Chegado a esta conclusão, o ilustre alienista teve duas sensações contrárias, uma de gozo, outra de abatimento. A de gozo foi por ver que, ao cabo de longas e pacientes investigações, constantes trabalhos, luta ingente com o povo, podia afirmar esta verdade: - não havia loucos em Itaguaí; Itaguaí não possuía um só mentecapto. Mas tão depressa esta idéia lhe refrescara a alma, outra apareceu que neutralizou o primeiro efeito: foi a idéia da dúvida. Pois quê! Itaguaí não possuiria um único cérebro concertado? Esta conclusão tão absoluta não seria por isso mesmo errônea, e não vinha, portanto, destruir o largo e majestoso edifício da nova doutrina psicológica?

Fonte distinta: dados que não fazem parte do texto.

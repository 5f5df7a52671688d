//! Static reference data port trait (universe and fundamentals tables).

use crate::domain::error::EtfEngineError;
use crate::domain::etf::{Fundamentals, UniverseEntry};

pub trait ReferencePort {
    fn load_universe(&self) -> Result<Vec<UniverseEntry>, EtfEngineError>;

    fn load_fundamentals(&self) -> Result<Vec<Fundamentals>, EtfEngineError>;
}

A aflição do egrégio Simão Bacamarte é definida pelos cronistas itaguaienses como uma das mais medonhas tempestades morais que têm desabado sobre o homem. Mas as tempestades só aterram os fracos; os fortes enrijam-se contra elas e fitam o trovão. Vinte minutos depois alumiou-se a fisionomia do alienista de uma suave claridade.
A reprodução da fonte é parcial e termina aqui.